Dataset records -
//! Application configuration.
//!
//! [`AppConfig`] is loaded once at startup and passed down by value. The
//! CLI layer owns config; the core crate only sees the [`ProjectLayout`]
//! and registry paths derived from it.
//!
//! # Resolution order (highest priority first)
//!
//! 1. CLI flags (handled at the call-site, not here)
//! 2. Environment variables: `HEXGEN_<SECTION>__<KEY>`, e.g.
//!    `HEXGEN_GENERATION__AUTO_REGISTER=true`
//! 3. Config file: `--config FILE`, else `./hexgen.toml`, else the user
//!    configuration directory
//! 4. Built-in defaults (always present)

use std::path::{Path, PathBuf};

use anyhow::{Context as _, bail};
use config::{Config, Environment, File, FileFormat};
use serde::{Deserialize, Serialize};

use hexgen_core::domain::{ProjectLayout, RegistryKind};

pub const LOCAL_CONFIG_FILE: &str = "hexgen.toml";
const ENV_PREFIX: &str = "HEXGEN";

#[derive(Debug, Clone, Default, Serialize, Deserialize)]
#[serde(default)]
pub struct AppConfig {
    pub project: ProjectConfig,
    pub registries: RegistriesConfig,
    pub generation: GenerationConfig,
    pub output: OutputConfig,
    pub logging: LoggingConfig,

    /// File the configuration was read from, if any.
    #[serde(skip)]
    pub source: Option<PathBuf>,
}

#[derive(Debug, Clone, Serialize, Deserialize)]
#[serde(default)]
pub struct ProjectConfig {
    pub root: PathBuf,
    pub source_dir: String,
    pub namespace: String,
    pub extension: String,
}

/// Project-relative registry files. An empty path leaves the registry
/// unconfigured.
#[derive(Debug, Clone, Serialize, Deserialize)]
#[serde(default)]
pub struct RegistriesConfig {
    pub type_mapping: String,
    pub bus_topology: String,
    pub dependency_binding: String,
    pub route_declaration: String,
}

#[derive(Debug, Clone, Serialize, Deserialize)]
#[serde(default)]
pub struct GenerationConfig {
    /// Register every generated artifact, as if `--register` were given.
    pub auto_register: bool,
    /// Directory of `<artifact>.tpl` overrides; relative paths start at the
    /// project root.
    #[serde(skip_serializing_if = "Option::is_none")]
    pub templates_dir: Option<PathBuf>,
    pub mapping_backend: String,
    pub command_bus: String,
    pub query_bus: String,
    pub command_middleware: Vec<String>,
    pub query_middleware: Vec<String>,
}

#[derive(Debug, Clone, Default, Serialize, Deserialize)]
#[serde(default)]
pub struct OutputConfig {
    pub no_color: bool,
}

#[derive(Debug, Clone, Default, Serialize, Deserialize)]
#[serde(default)]
pub struct LoggingConfig {
    /// Append logs to this file in addition to stderr.
    #[serde(skip_serializing_if = "Option::is_none")]
    pub file: Option<PathBuf>,
}

impl Default for ProjectConfig {
    fn default() -> Self {
        let layout = ProjectLayout::default();
        Self {
            root: PathBuf::from("."),
            source_dir: layout.source_dir,
            namespace: layout.namespace,
            extension: layout.extension,
        }
    }
}

impl Default for RegistriesConfig {
    fn default() -> Self {
        Self {
            type_mapping: "config/packages/doctrine.yaml".into(),
            bus_topology: "config/packages/messenger.yaml".into(),
            dependency_binding: "config/services.yaml".into(),
            route_declaration: "config/routes.yaml".into(),
        }
    }
}

impl Default for GenerationConfig {
    fn default() -> Self {
        let layout = ProjectLayout::default();
        Self {
            auto_register: false,
            templates_dir: None,
            mapping_backend: layout.mapping_backend,
            command_bus: layout.command_bus,
            query_bus: layout.query_bus,
            command_middleware: layout.command_middleware,
            query_middleware: layout.query_middleware,
        }
    }
}

impl RegistriesConfig {
    pub fn path_for(&self, kind: RegistryKind) -> &str {
        match kind {
            RegistryKind::TypeMapping => &self.type_mapping,
            RegistryKind::BusTopology => &self.bus_topology,
            RegistryKind::DependencyBinding => &self.dependency_binding,
            RegistryKind::RouteDeclaration => &self.route_declaration,
        }
    }

    /// Configured registries, skipping empty paths.
    pub fn configured(&self) -> impl Iterator<Item = (RegistryKind, &str)> {
        RegistryKind::ALL
            .into_iter()
            .map(|kind| (kind, self.path_for(kind).trim()))
            .filter(|(_, path)| !path.is_empty())
    }
}

impl AppConfig {
    /// Load defaults, then the config file, then environment overrides.
    ///
    /// An explicit `config_file` must exist; the implicit locations are
    /// optional.
    pub fn load(config_file: Option<&Path>) -> anyhow::Result<Self> {
        let source = match config_file {
            Some(path) if !path.is_file() => {
                bail!("configuration file not found: {}", path.display())
            }
            Some(path) => Some(path.to_path_buf()),
            None => Self::discover(),
        };

        let mut builder = Config::builder().add_source(
            Config::try_from(&Self::default()).context("invalid built-in configuration")?,
        );
        if let Some(path) = &source {
            builder = builder.add_source(File::from(path.as_path()).format(FileFormat::Toml));
        }
        builder = builder.add_source(
            Environment::with_prefix(ENV_PREFIX)
                .prefix_separator("_")
                .separator("__")
                .try_parsing(true)
                .list_separator(",")
                .with_list_parse_key("generation.command_middleware")
                .with_list_parse_key("generation.query_middleware"),
        );

        let mut config: Self = builder
            .build()
            .and_then(|c| c.try_deserialize::<Self>())
            .with_context(|| match &source {
                Some(path) => format!("cannot load configuration from {}", path.display()),
                None => "cannot load configuration from the environment".to_string(),
            })?;
        config.source = source;
        Ok(config)
    }

    fn discover() -> Option<PathBuf> {
        let local = PathBuf::from(LOCAL_CONFIG_FILE);
        if local.is_file() {
            return Some(local);
        }
        Self::global_config_path().filter(|p| p.is_file())
    }

    /// `config.toml` in the platform configuration directory.
    pub fn global_config_path() -> Option<PathBuf> {
        directories::ProjectDirs::from("dev", "hexgen", "hexgen")
            .map(|d| d.config_dir().join("config.toml"))
    }

    /// The file in use, or where `hexgen init` would write one.
    pub fn config_path(&self) -> PathBuf {
        self.source
            .clone()
            .unwrap_or_else(|| PathBuf::from(LOCAL_CONFIG_FILE))
    }

    pub fn layout(&self) -> ProjectLayout {
        ProjectLayout {
            source_dir: self.project.source_dir.clone(),
            namespace: self.project.namespace.clone(),
            extension: self.project.extension.clone(),
            mapping_backend: self.generation.mapping_backend.clone(),
            command_bus: self.generation.command_bus.clone(),
            query_bus: self.generation.query_bus.clone(),
            command_middleware: self.generation.command_middleware.clone(),
            query_middleware: self.generation.query_middleware.clone(),
        }
    }

    /// Value at a dotted key, e.g. `generation.command_bus`.
    pub fn get(&self, key: &str) -> Option<serde_json::Value> {
        let root = serde_json::to_value(self).ok()?;
        key.split('.')
            .try_fold(&root, |value, segment| value.get(segment))
            .cloned()
    }
}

What this task involves - Repeat each line of the data above, exactly as it appears, from the first through the line that contains "pub const LOCAL_CONFIG_FILE: &str".

Solution -
//! Application configuration.
//!
//! [`AppConfig`] is loaded once at startup and passed down by value. The
//! CLI layer owns config; the core crate only sees the [`ProjectLayout`]
//! and registry paths derived from it.
//!
//! # Resolution order (highest priority first)
//!
//! 1. CLI flags (handled at the call-site, not here)
//! 2. Environment variables: `HEXGEN_<SECTION>__<KEY>`, e.g.
//!    `HEXGEN_GENERATION__AUTO_REGISTER=true`
//! 3. Config file: `--config FILE`, else `./hexgen.toml`, else the user
//!    configuration directory
//! 4. Built-in defaults (always present)

use std::path::{Path, PathBuf};

use anyhow::{Context as _, bail};
use config::{Config, Environment, File, FileFormat};
use serde::{Deserialize, Serialize};

use hexgen_core::domain::{ProjectLayout, RegistryKind};

pub const LOCAL_CONFIG_FILE: &str = "hexgen.toml";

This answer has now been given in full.